Hari appeared mystified.
“What? You don’t know Robert E. Lee? Man, he’s the only figure in American history that no one can throw dirt at. Beside him General Grant was just a horny gaffer given to smoking cheap cigars. As for General Sherman—well, to put it politely, he was a common, low-down Jack the Ripper. When he finished marching through Georgia there wasn’t enough vegetation left for a plant louse to cling to. All our national heroes—Webster, Brigham Young, Barnum, Buffalo Bill, Jesse James—they were all tainted. There isn’t even a good word to be said for that pathetic washboiler Carrie Nation. She wasn’t an epileptic, but she heard voices too.”
These names were as familiar to Hari Das as an almanac of Polynesian deities, or Lydia Pinkham’s remedies for women’s complaints.
Blanche had been listening to all this nonsense with a polite sneer. Several times she had been on the point of blowing up.
Finally, she got up, made an inarticulate reference to her husband’s diseased mind, and signified that she was retiring.
“So early, my zephyr?” Moloch tauntingly placed his hand on her shoulder to detain her. “I had something to say to you concerning our friend here.”
”Your friend, if you please…. You’re not going to ask me to fix a place for him, I hope?” She made the feeble excuse that she was expecting her mother.
“You never dropped a word about that, Blanche.”
“Oh, didn't I?” She turned to Hari as if he were a judge before whom she was pleading a case. “He goes about in a trance when he’s home. You’d think I was a piece of furniture instead of his wife.”
“Come
, come,” said Moloch, “Hari doesn’t want to hear that nonsense. Look here, why can’t Hari sleep with Matt? I’m sure Matt won’t mind.”
“How do you know he won’t?”
“Because they’re great friends already, isn’t that so, Hari?”
The latter was perplexed and exceedingly uncomfortable. He begged them not to inconvenience themselves on his account.
“Tut, tut!” cried Moloch. “It’s a pleasure.”
More fruitless words were exchanged—with dagger thrusts and cobra venom. Nevertheless, Moloch was determined to have his way.

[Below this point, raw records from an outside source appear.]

// Copyright (c) 2025, The Ruskit Authors
// MIT License
// All rights reserved.

//! # Response Correlation Cache
//!
//! Maps a caller-supplied correlation key to the reply queue allocated for it.
//! The first request for a key creates the reply queue and its consumer; later
//! requests with the same key on the same connection generation reuse them.

use crate::{errors::AmqpError, topology_cache::GenerationMap};
use std::future::Future;

pub struct ResponseCorrelationCache {
    reply_queues: GenerationMap<String, String>,
}

impl Default for ResponseCorrelationCache {
    fn default() -> Self {
        ResponseCorrelationCache::new()
    }
}

impl ResponseCorrelationCache {
    pub fn new() -> ResponseCorrelationCache {
        ResponseCorrelationCache {
            reply_queues: GenerationMap::new(),
        }
    }

    /// Returns the reply queue for `key`, running `create` when this
    /// generation has none yet. Concurrent callers share one creation.
    pub async fn reply_queue<F, Fut>(
        &self,
        key: &str,
        generation: u64,
        create: F,
    ) -> Result<String, AmqpError>
    where
        F: FnOnce() -> Fut,
        Fut: Future<Output = Result<String, AmqpError>>,
    {
        let (queue, _) = self
            .reply_queues
            .get_or_try_init(key.to_owned(), generation, create)
            .await?;
        Ok(queue)
    }

    pub fn get(&self, key: &str, generation: u64) -> Option<String> {
        self.reply_queues.get(key, generation)
    }

    /// Forgets every reply queue; they died with the previous connection.
    pub fn clear(&self) {
        self.reply_queues.clear();
    }

    /// Forgets reply queues created on `generation` or earlier.
    pub fn clear_through(&self, generation: u64) {
        self.reply_queues.clear_through(generation);
    }

    pub fn len(&self) -> usize {
        self.reply_queues.len()
    }

    pub fn is_empty(&self) -> bool {
        self.len() == 0
    }
}

#[cfg(test)]
mod tests {
    use super::*;
    use futures_util::future::join_all;
    use std::sync::atomic::{AtomicUsize, Ordering};

    #[tokio::test]
    async fn reuses_the_reply_queue_per_key() {
        let cache = ResponseCorrelationCache::new();
        let created = AtomicUsize::new(0);
        let create = || async {
            let n = created.fetch_add(1, Ordering::SeqCst);
            Ok(format!("reply-{n}"))
        };

        let first = join_all((0..8).map(|_| cache.reply_queue("Pong:billing", 1, create))).await;
        let other = cache.reply_queue("Pong:audit", 1, create).await.unwrap();

        assert!(first.iter().all(|q| q.as_deref() == Ok("reply-0")));
        assert_eq!(other, "reply-1");
        assert_eq!(cache.len(), 2);
    }

    #[tokio::test]
    async fn clear_drops_reply_queues() {
        let cache = ResponseCorrelationCache::new();
        cache
            .reply_queue("Pong:billing", 1, || async { Ok("reply-a".to_owned()) })
            .await
            .unwrap();

        cache.clear();

        assert!(cache.get("Pong:billing", 1).is_none());
        let queue = cache
            .reply_queue("Pong:billing", 2, || async { Ok("reply-b".to_owned()) })
            .await
            .unwrap();
        assert_eq!(queue, "reply-b");
    }
}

Hari Das derived a somewhat malicious enjoyment from this wretched, absurd squabble. Instinctively he aligned himself with his host, not because there was more justice on that side, but because the Hindu view of women made Blanche appear in his eyes as a sinister example of the fruits of that Occidental evil called feminism. He said nothing, but if one could read his thought it was that a sound thrashing would terminate a lot of unnecessary argument.